Result: 1,806 strategy / 506 recovery / 41 warning / 0 optimization. 77% of historical lessons re-labeled as strategy.

The backfill ran. A commit was staged.

The honesty check

The question that stopped the commit was one sentence:

are we doing what the system will do naturally from this point on? I don't want to "cheat" by optimizing something that wouldn't have been done by the harness itself.

That question forced a hard look at what the classifier had actually produced. The answer was uncomfortable:

The V1 corpus is framed as recovery because the Reflector only ever ran on failures. That's not a bug in the data, that's the ground truth about what the old system produced. The second prompt wasn't classifying the corpus — it was telling a model to look past the framing to find a more flattering label. Same data, same text, twenty-five lines of different prompt instructions, 77-point swing in the strategy count.

That is not classification. That is wish-casting.

And the kicker: going forward, the Reflector will pick each new tip's type inline, as it writes the tip, seeing the full attempt trace — the failure, the approach, the evaluator's verdict. That is a fundamentally different decision from post-hoc labeling of a compressed one-sentence lesson. If we had backfilled with the generous prompt and then the next run's Reflector produced tips with naturally honest labels, the Memory tab would start bright green from the backfill and then suddenly go amber as fresh tips arrived. The UI wouldn't show "the new memory system is working." It would show "the backfill lied and then the runtime told the truth."

The generous classifier wasn't making the color signal better. It was destroying the color signal and replacing it with something that looked like a color signal.

What we did instead

Deleted the classifier. The migration now runs one path only: every historical lesson maps to recovery. The memory of a failure-derived corpus accurately reflects the old system's operating reality — the Reflector only learned from failures.

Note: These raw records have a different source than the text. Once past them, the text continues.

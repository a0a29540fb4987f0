//! Invalidation fan-out: one standing task per tier that exposes a feed.
//!
//! Every key a tier reports is deleted from all *other* tiers. Deletes run
//! concurrently, each under its own timeout, and failures are only logged:
//! invalidation is best effort and never blocks the source.

use std::sync::Arc;
use std::time::Duration;

use futures::future::join_all;
use futures::StreamExt;
use tokio::sync::oneshot;
use tokio::task::JoinHandle;
use tracing::{debug, info, warn};

use crate::cache::backend::{bounded, InvalidationFeed};
use crate::cache::tiered::TierSlot;
use crate::metrics::{outcome, CacheMetrics};

/// A running fan-out task for one source tier.
///
/// Revoking the subscription ends the task even if the upstream feed never
/// closes. Dropping it has the same effect.
pub struct Subscription {
    source: usize,
    cancel: Option<oneshot::Sender<()>>,
    handle: JoinHandle<()>,
}

impl Subscription {
    pub fn source(&self) -> usize {
        self.source
    }

    pub fn revoke(&mut self) {
        if let Some(cancel) = self.cancel.take() {
            let _ = cancel.send(());
        }
    }

    /// Revoke and wait for the task to exit.
    pub async fn join(mut self) {
        self.revoke();
        if let Err(e) = (&mut self.handle).await {
            warn!(source = self.source, "Invalidation task ended abnormally: {e}");
        }
    }
}

pub struct InvalidationRouter {
    subscriptions: Vec<Subscription>,
    metrics: Arc<CacheMetrics>,
}

impl InvalidationRouter {
    pub(crate) fn start<V>(
        tiers: Arc<[TierSlot<V>]>,
        timeout: Duration,
        metrics: Arc<CacheMetrics>,
    ) -> Self
    where
        V: Clone + Send + Sync + 'static,
    {
        let mut subscriptions = Vec::new();
        for slot in tiers.iter() {
            if let Some(feed) = slot.backend.invalidation_feed() {
                subscriptions.push(subscribe(
                    Arc::clone(&tiers),
                    slot.position,
                    feed,
                    timeout,
                    Arc::clone(&metrics),
                ));
            }
        }
        metrics.subscriptions.set(subscriptions.len() as i64);

        Self {
            subscriptions,
            metrics,
        }
    }

    pub fn len(&self) -> usize {
        self.subscriptions.len()
    }

    pub fn is_empty(&self) -> bool {
        self.subscriptions.is_empty()
    }

    /// Revoke every subscription and wait for all of them to exit.
    pub async fn shutdown(&mut self) {
        for subscription in self.subscriptions.drain(..) {
            subscription.join().await;
        }
        self.metrics.subscriptions.set(0);
    }
}

fn subscribe<V>(
    tiers: Arc<[TierSlot<V>]>,
    source: usize,
    mut feed: InvalidationFeed,
    timeout: Duration,
    metrics: Arc<CacheMetrics>,
) -> Subscription
where
    V: Clone + Send + Sync + 'static,
{
    let (cancel, mut cancelled) = oneshot::channel::<()>();

    let handle = tokio::spawn(async move {
        let source_name = tiers[source].backend.name().to_string();
        info!(source, backend = %source_name, "Invalidation subscription started");

        loop {
            let key = tokio::select! {
                _ = &mut cancelled => break,
                next = feed.next() => match next {
                    Some(key) => key,
                    None => break,
                },
            };
            fan_out(&tiers, source, &source_name, &key, timeout, &metrics).await;
        }

        info!(source, backend = %source_name, "Invalidation subscription ended");
    });

    Subscription {
        source,
        cancel: Some(cancel),
        handle,
    }
}

/// Delete `key` from every tier except `source`.
async fn fan_out<V>(
    tiers: &[TierSlot<V>],
    source: usize,
    source_name: &str,
    key: &str,
    timeout: Duration,
    metrics: &CacheMetrics,
) where
    V: Clone + Send + Sync + 'static,
{
    let deletes = tiers
        .iter()
        .filter(|slot| slot.position != source)
        .map(|slot| async move {
            let result = bounded(timeout, slot.backend.delete(key)).await;
            metrics
                .invalidations
                .with_label_values(&[source_name, outcome(result.is_ok())])
                .inc();
            if let Err(e) = result {
                debug!(key, source, target = slot.position, backend = slot.backend.name(), error = %e, "Invalidation delete failed");
            }
        });
    join_all(deletes).await;

    debug!(key, source, "Invalidation fanned out");
}
//! Tiered cache management.
//!
//! This module contains the backends and the coordinator that chains them:
//! - [`backend`]: the `CacheBackend` contract and invalidation feeds
//! - [`memory`]: bounded in-process store with TTL and periodic sweep
//! - [`remote`]: adapter from a `RemoteClient` to a backend
//! - [`redis_client`]: Redis `RemoteClient` with pub/sub invalidation
//! - [`tiered`]: read-through / write-through coordinator
//! - [`invalidation`]: cross-tier invalidation fan-out

pub mod backend;
pub mod invalidation;
pub mod memory;
#[cfg(feature = "redis")]
pub mod redis_client;
pub mod remote;
pub mod tiered;
//! Runtime configuration for tiered-cache.
//!
//! Configuration can be loaded from a JSON file or constructed programmatically.
//! All tier-related knobs (TTLs, capacity bounds, sweep and fan-out timings) live here.

use std::path::{Path, PathBuf};
use std::time::Duration;

use clap::{Parser, ValueEnum};
use serde::{Deserialize, Serialize};

use crate::cache::tiered::{BackfillMode, CoordinatorOptions};
use crate::error::ConfigError;

/// Command-line arguments.
#[derive(Parser, Debug, Clone)]
#[command(name = "tiered-cache", about = "Tiered cache coordinator server")]
pub struct Cli {
    /// Path to configuration file (JSON).
    #[arg(short, long, default_value = "config.json")]
    pub config: PathBuf,

    /// HTTP listen address (overrides `server.listen`).
    #[arg(long)]
    pub listen: Option<String>,

    /// Enable verbose logging.
    #[arg(short, long)]
    pub verbose: bool,

    /// Log output format.
    #[arg(long, value_enum, default_value_t = LogFormat::Text)]
    pub log_format: LogFormat,
}

#[derive(ValueEnum, Debug, Clone, Copy, PartialEq, Eq)]
pub enum LogFormat {
    Text,
    Json,
}

/// Top-level configuration.
#[derive(Debug, Clone, Default, Serialize, Deserialize)]
#[serde(default)]
pub struct Config {
    /// Server configuration.
    pub server: ServerConfig,

    /// In-process tier (always tier 0).
    pub memory: MemoryTierConfig,

    /// Shared remote tier (optional, tier 1 when present).
    pub remote: Option<RemoteTierConfig>,

    /// Coordinator policy.
    pub coordinator: CoordinatorConfig,
}

/// HTTP server settings.
#[derive(Debug, Clone, Serialize, Deserialize)]
#[serde(default)]
pub struct ServerConfig {
    /// Listen address (e.g. "0.0.0.0:8080").
    pub listen: String,
}

impl Default for ServerConfig {
    fn default() -> Self {
        Self {
            listen: "0.0.0.0:8080".to_string(),
        }
    }
}

/// In-process tier settings as they appear in the config file.
#[derive(Debug, Clone, Serialize, Deserialize)]
#[serde(default)]
pub struct MemoryTierConfig {
    /// TTL applied to entries written into this tier.
    pub ttl_secs: u64,

    /// Period of the background expiry sweep.
    pub cleanup_interval_secs: u64,

    /// Maximum number of entries (-1 = unbounded).
    pub max_entries: i64,
}

impl Default for MemoryTierConfig {
    fn default() -> Self {
        Self {
            ttl_secs: 60,
            cleanup_interval_secs: 300,
            max_entries: -1,
        }
    }
}

impl MemoryTierConfig {
    pub fn ttl(&self) -> Duration {
        Duration::from_secs(self.ttl_secs)
    }

    pub fn store_config(&self) -> MemoryStoreConfig {
        MemoryStoreConfig {
            cleanup_interval: Duration::from_secs(self.cleanup_interval_secs),
            max_entries: self.max_entries,
        }
    }
}

/// Remote tier settings.
#[derive(Debug, Clone, Serialize, Deserialize)]
#[serde(default)]
pub struct RemoteTierConfig {
    /// Connection URL (e.g. "redis://127.0.0.1:6379").
    pub url: String,

    /// TTL applied to entries written into this tier (0 = no expiry).
    pub ttl_secs: u64,

    /// Pub/sub channel carrying invalidated keys between instances.
    pub invalidation_channel: String,
}

impl Default for RemoteTierConfig {
    fn default() -> Self {
        Self {
            url: "redis://127.0.0.1:6379".to_string(),
            ttl_secs: 600,
            invalidation_channel: DEFAULT_INVALIDATION_CHANNEL.to_string(),
        }
    }
}

impl RemoteTierConfig {
    pub fn ttl(&self) -> Duration {
        Duration::from_secs(self.ttl_secs)
    }
}

pub const DEFAULT_INVALIDATION_CHANNEL: &str = "tiered-cache:invalidate";

/// Coordinator policy as it appears in the config file.
#[derive(Debug, Clone, Serialize, Deserialize)]
#[serde(default)]
pub struct CoordinatorConfig {
    /// Whether read-through promotion runs detached or inline.
    pub backfill: BackfillMode,

    /// Per-tier bound on a single backfill write.
    pub backfill_timeout_ms: u64,

    /// Per-tier bound on a single fan-out delete.
    pub invalidation_timeout_ms: u64,
}

impl Default for CoordinatorConfig {
    fn default() -> Self {
        let defaults = CoordinatorOptions::default();
        Self {
            backfill: defaults.backfill,
            backfill_timeout_ms: defaults.backfill_timeout.as_millis() as u64,
            invalidation_timeout_ms: defaults.invalidation_timeout.as_millis() as u64,
        }
    }
}

impl CoordinatorConfig {
    pub fn options(&self) -> CoordinatorOptions {
        CoordinatorOptions {
            backfill: self.backfill,
            backfill_timeout: Duration::from_millis(self.backfill_timeout_ms),
            invalidation_timeout: Duration::from_millis(self.invalidation_timeout_ms),
        }
    }
}

/// Validated settings for a [`MemoryStore`](crate::cache::memory::MemoryStore).
#[derive(Debug, Clone, Copy, PartialEq, Eq)]
pub struct MemoryStoreConfig {
    /// Period of the background expiry sweep (must be > 0).
    pub cleanup_interval: Duration,

    /// Capacity bound: -1 disables it, otherwise a positive entry count.
    pub max_entries: i64,
}

impl Default for MemoryStoreConfig {
    fn default() -> Self {
        Self {
            cleanup_interval: Duration::from_secs(5 * 60),
            max_entries: -1,
        }
    }
}

impl MemoryStoreConfig {
    pub fn validate(&self) -> Result<(), ConfigError> {
        if self.cleanup_interval.is_zero() {
            return Err(ConfigError::InvalidCleanupInterval);
        }
        if self.max_entries == 0 || self.max_entries < -1 {
            return Err(ConfigError::InvalidMaxEntries(self.max_entries));
        }
        Ok(())
    }

    /// The capacity bound, or `None` when unbounded.
    pub fn capacity(&self) -> Option<usize> {
        usize::try_from(self.max_entries).ok().filter(|n| *n > 0)
    }
}

impl Config {
    /// Load configuration from a JSON file, falling back to defaults for missing fields.
    pub fn load(path: &Path) -> Result<Self, ConfigError> {
        let config = if path.exists() {
            let data = std::fs::read_to_string(path)?;
            serde_json::from_str(&data)?
        } else {
            tracing::warn!("Config file not found at {:?}, using defaults", path);
            Config::default()
        };
        config.validate()?;
        Ok(config)
    }

    pub fn validate(&self) -> Result<(), ConfigError> {
        self.memory.store_config().validate()?;
        if self.coordinator.backfill_timeout_ms == 0 {
            return Err(ConfigError::InvalidTimeout("backfill_timeout_ms"));
        }
        if self.coordinator.invalidation_timeout_ms == 0 {
            return Err(ConfigError::InvalidTimeout("invalidation_timeout_ms"));
        }
        Ok(())
    }
}
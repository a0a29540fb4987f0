//! Error types shared by the backends and the tiered coordinator.

use std::time::Duration;

use thiserror::Error;

/// Failure reported by a single cache backend.
#[derive(Error, Debug)]
pub enum BackendError {
    #[error("Operation timed out after {0:?}")]
    Timeout(Duration),

    #[error("Backend is closed")]
    Closed,

    #[error("Background sweep was already shut down")]
    AlreadyShutDown,

    #[error("Remote store error: {0}")]
    Remote(String),

    #[error("Failed to start invalidation listener: {0}")]
    Listener(String),

    #[error("Invalidation message codec error: {0}")]
    Codec(#[from] serde_json::Error),

    #[cfg(feature = "redis")]
    #[error("Redis error: {0}")]
    Redis(#[from] redis::RedisError),
}

/// Failure reported by the tiered coordinator.
///
/// `NotFound` and `Tier` are kept apart so a miss everywhere can be told
/// from a backend failure without inspecting messages.
#[derive(Error, Debug)]
pub enum CacheError {
    #[error("Key {key:?} not found in any tier")]
    NotFound { key: String },

    #[error("Tier {tier} ({backend}) failed: {source}")]
    Tier {
        tier: usize,
        backend: String,
        #[source]
        source: BackendError,
    },

    #[error("Cache is closed")]
    Closed,
}

impl CacheError {
    pub fn is_not_found(&self) -> bool {
        matches!(self, CacheError::NotFound { .. })
    }

    /// Position of the tier that produced this error, if any.
    pub fn tier(&self) -> Option<usize> {
        match self {
            CacheError::Tier { tier, .. } => Some(*tier),
            _ => None,
        }
    }
}

/// Invalid configuration, detected once at construction or load time.
#[derive(Error, Debug)]
pub enum ConfigError {
    #[error("Cleanup interval must be greater than zero")]
    InvalidCleanupInterval,

    #[error("max_entries must be -1 (unbounded) or a positive integer, got {0}")]
    InvalidMaxEntries(i64),

    #[error("Timeout {0} must be greater than zero")]
    InvalidTimeout(&'static str),

    #[error("Failed to read config file: {0}")]
    Io(#[from] std::io::Error),

    #[error("Failed to parse config file: {0}")]
    Parse(#[from] serde_json::Error),
}
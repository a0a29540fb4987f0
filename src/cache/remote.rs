//! Shared remote tier.
//!
//! [`RemoteStore`] adapts any [`RemoteClient`] to the backend contract. The
//! client owns the wire protocol; the store only maps misses, starts the
//! client's invalidation listener and hands it out as the tier's feed.
//! Once closed, the store answers every call with [`BackendError::Closed`].

use std::sync::atomic::{AtomicBool, Ordering};
use std::time::Duration;

use async_trait::async_trait;
use parking_lot::Mutex;
use tokio::sync::mpsc;
use tracing::info;

use crate::cache::backend::{CacheBackend, InvalidationFeed};
use crate::error::BackendError;

/// Narrow capability set of a remote cache service.
#[async_trait]
pub trait RemoteClient: Send + Sync {
    /// `Ok(None)` when the key does not exist.
    async fn get(&self, key: &str) -> Result<Option<String>, BackendError>;

    /// A zero `ttl` stores the value without expiry.
    async fn set(&self, key: &str, value: &str, ttl: Duration) -> Result<(), BackendError>;

    async fn del(&self, key: &str) -> Result<(), BackendError>;

    async fn close(&self) -> Result<(), BackendError>;

    /// Start delivering keys changed by other clients.
    async fn start_invalidation_listener(&self) -> Result<mpsc::Receiver<String>, BackendError>;
}

pub struct RemoteStore<C> {
    name: String,
    client: C,
    feed: Mutex<Option<mpsc::Receiver<String>>>,
    closed: AtomicBool,
}

impl<C: RemoteClient> RemoteStore<C> {
    pub async fn new(client: C) -> Result<Self, BackendError> {
        Self::with_name("remote", client).await
    }

    pub async fn with_name(name: impl Into<String>, client: C) -> Result<Self, BackendError> {
        let name = name.into();
        let feed = client
            .start_invalidation_listener()
            .await
            .map_err(|e| BackendError::Listener(e.to_string()))?;

        info!(store = %name, "Remote store ready");

        Ok(Self {
            name,
            client,
            feed: Mutex::new(Some(feed)),
            closed: AtomicBool::new(false),
        })
    }

    pub fn client(&self) -> &C {
        &self.client
    }

    fn ensure_open(&self) -> Result<(), BackendError> {
        if self.closed.load(Ordering::SeqCst) {
            Err(BackendError::Closed)
        } else {
            Ok(())
        }
    }
}

#[async_trait]
impl<C: RemoteClient> CacheBackend<String> for RemoteStore<C> {
    fn name(&self) -> &str {
        &self.name
    }

    async fn get(&self, key: &str) -> Result<Option<String>, BackendError> {
        self.ensure_open()?;
        self.client.get(key).await
    }

    async fn set(&self, key: &str, value: String, ttl: Duration) -> Result<(), BackendError> {
        self.ensure_open()?;
        self.client.set(key, &value, ttl).await
    }

    async fn delete(&self, key: &str) -> Result<(), BackendError> {
        self.ensure_open()?;
        self.client.del(key).await
    }

    async fn close(&self) -> Result<(), BackendError> {
        if self.closed.swap(true, Ordering::SeqCst) {
            return Err(BackendError::Closed);
        }
        self.client.close().await
    }

    fn invalidation_feed(&self) -> Option<InvalidationFeed> {
        self.feed.lock().take().map(InvalidationFeed::from_receiver)
    }
}
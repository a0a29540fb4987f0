//! Tiered coordinator: one read/write surface over an ordered chain of backends.
//!
//! - Reads walk the tiers in order and stop at the first hit, then promote
//!   the value into every faster tier (each at its own TTL).
//! - Writes and deletes are attempted on every tier; the last failure wins.
//! - Invalidation feeds are fanned out by the [`InvalidationRouter`].
//!
//! There is no cross-tier transaction. A backfill racing a write or an
//! invalidation on the same key resolves per tier, last writer wins.

use std::sync::atomic::{AtomicBool, Ordering};
use std::sync::Arc;
use std::time::Duration;

use futures::future::join_all;
use serde::{Deserialize, Serialize};
use tokio::task::JoinSet;
use tracing::{debug, info, warn};

use crate::cache::backend::{bounded, CacheBackend};
use crate::cache::invalidation::InvalidationRouter;
use crate::error::{BackendError, CacheError};
use crate::metrics::{outcome, CacheMetrics};

/// When read-through promotion runs relative to the `get` that found the value.
#[derive(Debug, Clone, Copy, Default, PartialEq, Eq, Serialize, Deserialize)]
#[serde(rename_all = "lowercase")]
pub enum BackfillMode {
    /// Spawned as a tracked task; `get` returns as soon as the value is found.
    #[default]
    Detached,
    /// Awaited before `get` returns.
    Inline,
}

#[derive(Debug, Clone, Copy, PartialEq, Eq)]
pub struct CoordinatorOptions {
    pub backfill: BackfillMode,

    /// Bound on each backfill write, independent of the caller.
    pub backfill_timeout: Duration,

    /// Bound on each fan-out delete.
    pub invalidation_timeout: Duration,
}

impl Default for CoordinatorOptions {
    fn default() -> Self {
        Self {
            backfill: BackfillMode::Detached,
            backfill_timeout: Duration::from_secs(5),
            invalidation_timeout: Duration::from_secs(5),
        }
    }
}

/// Construction input: a backend and the TTL used when writing into it.
pub struct Tier<V> {
    backend: Arc<dyn CacheBackend<V>>,
    ttl: Duration,
}

impl<V> Tier<V> {
    pub fn new<B>(backend: Arc<B>, ttl: Duration) -> Self
    where
        B: CacheBackend<V> + 'static,
    {
        Self { backend, ttl }
    }
}

/// A tier fixed at its position for the coordinator's lifetime.
pub(crate) struct TierSlot<V> {
    pub(crate) backend: Arc<dyn CacheBackend<V>>,
    pub(crate) ttl: Duration,
    pub(crate) position: usize,
}

/// Read-only description of a tier, for stats and health output.
#[derive(Debug, Clone, PartialEq, Eq, Serialize)]
pub struct TierInfo {
    pub position: usize,
    pub backend: String,
    pub ttl_secs: u64,
}

pub struct TieredCache<V> {
    tiers: Arc<[TierSlot<V>]>,
    options: CoordinatorOptions,
    metrics: Arc<CacheMetrics>,
    router: tokio::sync::Mutex<InvalidationRouter>,
    backfills: parking_lot::Mutex<JoinSet<()>>,
    closed: AtomicBool,
}

impl<V> TieredCache<V>
where
    V: Clone + Send + Sync + 'static,
{
    pub fn new(tiers: Vec<Tier<V>>) -> Self {
        Self::with_options(tiers, CoordinatorOptions::default())
    }

    /// Build the coordinator and start one invalidation subscription per
    /// backend that exposes a feed. Must run inside a Tokio runtime when any
    /// backend does.
    pub fn with_options(tiers: Vec<Tier<V>>, options: CoordinatorOptions) -> Self {
        let tiers: Arc<[TierSlot<V>]> = tiers
            .into_iter()
            .enumerate()
            .map(|(position, tier)| TierSlot {
                backend: tier.backend,
                ttl: tier.ttl,
                position,
            })
            .collect();

        let metrics = Arc::new(CacheMetrics::new());
        let router = InvalidationRouter::start(
            Arc::clone(&tiers),
            options.invalidation_timeout,
            Arc::clone(&metrics),
        );

        info!(
            tiers = tiers.len(),
            subscriptions = router.len(),
            backfill = ?options.backfill,
            "Tiered cache ready"
        );

        Self {
            tiers,
            options,
            metrics,
            router: tokio::sync::Mutex::new(router),
            backfills: parking_lot::Mutex::new(JoinSet::new()),
            closed: AtomicBool::new(false),
        }
    }

    /// Look `key` up tier by tier.
    ///
    /// A failing tier does not stop the walk. With no hit anywhere, the last
    /// tier failure is returned if there was one, else [`CacheError::NotFound`].
    pub async fn get(&self, key: &str) -> Result<V, CacheError> {
        self.ensure_open()?;

        let mut last_err = None;
        for slot in self.tiers.iter() {
            let name = slot.backend.name();
            match slot.backend.get(key).await {
                Ok(Some(value)) => {
                    self.metrics.record_op(name, "get", true);
                    self.metrics.lookups.with_label_values(&["hit"]).inc();
                    debug!(key, tier = slot.position, backend = name, "Cache hit");

                    if slot.position > 0 {
                        self.backfill(key, &value, slot.position).await;
                    }
                    return Ok(value);
                }
                Ok(None) => {
                    self.metrics.record_op(name, "get", true);
                }
                Err(e) => {
                    self.metrics.record_op(name, "get", false);
                    warn!(key, tier = slot.position, backend = name, error = %e, "Tier lookup failed");
                    last_err = Some(tier_error(slot, e));
                }
            }
        }

        match last_err {
            Some(err) => {
                self.metrics.lookups.with_label_values(&["error"]).inc();
                Err(err)
            }
            None => {
                self.metrics.lookups.with_label_values(&["miss"]).inc();
                Err(CacheError::NotFound {
                    key: key.to_string(),
                })
            }
        }
    }

    /// Write `value` to every tier, each with its own TTL.
    ///
    /// Every tier is attempted; only the last failure is returned.
    pub async fn set(&self, key: &str, value: V) -> Result<(), CacheError> {
        self.ensure_open()?;

        let mut last_err = None;
        for slot in self.tiers.iter() {
            let result = slot.backend.set(key, value.clone(), slot.ttl).await;
            self.metrics.record_op(slot.backend.name(), "set", result.is_ok());
            if let Err(e) = result {
                warn!(key, tier = slot.position, backend = slot.backend.name(), error = %e, "Tier write failed");
                last_err = Some(tier_error(slot, e));
            }
        }

        last_err.map_or(Ok(()), Err)
    }

    /// Remove `key` from every tier, with the same semantics as [`set`](Self::set).
    pub async fn delete(&self, key: &str) -> Result<(), CacheError> {
        self.ensure_open()?;

        let mut last_err = None;
        for slot in self.tiers.iter() {
            let result = slot.backend.delete(key).await;
            self.metrics.record_op(slot.backend.name(), "delete", result.is_ok());
            if let Err(e) = result {
                warn!(key, tier = slot.position, backend = slot.backend.name(), error = %e, "Tier delete failed");
                last_err = Some(tier_error(slot, e));
            }
        }

        last_err.map_or(Ok(()), Err)
    }

    /// Stop invalidation subscriptions, wait for pending backfills, then
    /// close every backend. The coordinator cannot be reopened.
    pub async fn close(&self) -> Result<(), CacheError> {
        if self.closed.swap(true, Ordering::SeqCst) {
            return Err(CacheError::Closed);
        }

        self.router.lock().await.shutdown().await;

        let mut backfills = std::mem::take(&mut *self.backfills.lock());
        while let Some(joined) = backfills.join_next().await {
            if let Err(e) = joined {
                warn!("Backfill task ended abnormally: {e}");
            }
        }

        let mut last_err = None;
        for slot in self.tiers.iter() {
            if let Err(e) = slot.backend.close().await {
                warn!(tier = slot.position, backend = slot.backend.name(), error = %e, "Tier close failed");
                last_err = Some(tier_error(slot, e));
            }
        }

        info!(tiers = self.tiers.len(), "Tiered cache closed");
        last_err.map_or(Ok(()), Err)
    }

    pub fn is_closed(&self) -> bool {
        self.closed.load(Ordering::SeqCst)
    }

    pub fn tiers(&self) -> Vec<TierInfo> {
        self.tiers
            .iter()
            .map(|slot| TierInfo {
                position: slot.position,
                backend: slot.backend.name().to_string(),
                ttl_secs: slot.ttl.as_secs(),
            })
            .collect()
    }

    pub fn options(&self) -> &CoordinatorOptions {
        &self.options
    }

    pub fn metrics(&self) -> &CacheMetrics {
        &self.metrics
    }

    /// Number of detached backfills not yet reaped.
    pub fn pending_backfills(&self) -> usize {
        self.backfills.lock().len()
    }

    fn ensure_open(&self) -> Result<(), CacheError> {
        if self.is_closed() {
            Err(CacheError::Closed)
        } else {
            Ok(())
        }
    }

    async fn backfill(&self, key: &str, value: &V, hit: usize) {
        let task = promote(
            Arc::clone(&self.tiers),
            Arc::clone(&self.metrics),
            key.to_string(),
            value.clone(),
            hit,
            self.options.backfill_timeout,
        );

        match self.options.backfill {
            BackfillMode::Inline => task.await,
            BackfillMode::Detached => {
                let mut backfills = self.backfills.lock();
                while backfills.try_join_next().is_some() {}
                backfills.spawn(task);
            }
        }
    }
}

/// Write `value` into tiers `0..hit`, best effort.
async fn promote<V>(
    tiers: Arc<[TierSlot<V>]>,
    metrics: Arc<CacheMetrics>,
    key: String,
    value: V,
    hit: usize,
    timeout: Duration,
) where
    V: Clone + Send + Sync + 'static,
{
    let writes = tiers[..hit].iter().map(|slot| {
        let value = value.clone();
        let key = key.as_str();
        let metrics = &metrics;
        async move {
            let result = bounded(timeout, slot.backend.set(key, value, slot.ttl)).await;
            metrics
                .backfills
                .with_label_values(&[slot.backend.name(), outcome(result.is_ok())])
                .inc();
            if let Err(e) = result {
                debug!(key, tier = slot.position, backend = slot.backend.name(), error = %e, "Backfill failed");
            }
        }
    });
    join_all(writes).await;

    debug!(key = %key, from = hit, "Backfill complete");
}

fn tier_error<V>(slot: &TierSlot<V>, source: BackendError) -> CacheError {
    CacheError::Tier {
        tier: slot.position,
        backend: slot.backend.name().to_string(),
        source,
    }
}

When the new Reflector starts producing tips inline, its type emissions are the natural ground truth. If a fresh run produces a strategy tip, the Memory tab lights up green. That green tile means "the Reflector saw a fresh attempt and decided the prescription was strong enough to call it strategy" — not "we massaged a prompt until the label we wanted fell out."

The Memory tab sits amber through the first runs on the new system. That is fine. The whole project is about honest observability of how learning accumulates. A flat-amber tab that gradually acquires green and blue tiles as new runs accumulate is more informative than a pre-colored tab.

The meta-lesson

There is an asymmetry with Gemma 4 that quietly tempts you to cheat. The model will confidently produce whatever label you prime it for. You can make the same corpus look like 99% recovery or 77% strategy with the same text and different prompt instructions. That tempting malleability is the warning: the more a classifier's output moves when you tweak the prompt, the less the classifier's output means.

The correct test isn't "does this produce the distribution I hoped for?" — it's "would I make the same call if I had never seen the desired outcome?" The original strict prompt (99% recovery) would have been the answer if the labeling work had been done honestly, without the knowledge that the dashboard was about to be amber-heavy. The generous prompt existed solely because the desired answer was already known.

Once you have a prompt that contains the shape of the answer you want, you're not measuring anything anymore. You are decorating.

What changed in the code

  • The classifier module was deleted. No separate classifier lives anywhere in the system.
  • The migration tool was simplified — all 2,353 historical lessons map to recovery, with no LLM call.
  • The tip writer was unchanged. It still accepts any of the four type values; the Reflector will pick from the other three naturally as it writes fresh tips.
  • Docs updated to say: type classification happens inline in the Reflector, never as a post-hoc pass.
  • journey/28 — the Run 4 verdict that triggered the memory rewrite in the first place.
  • adr/0016 — the memory architecture decision.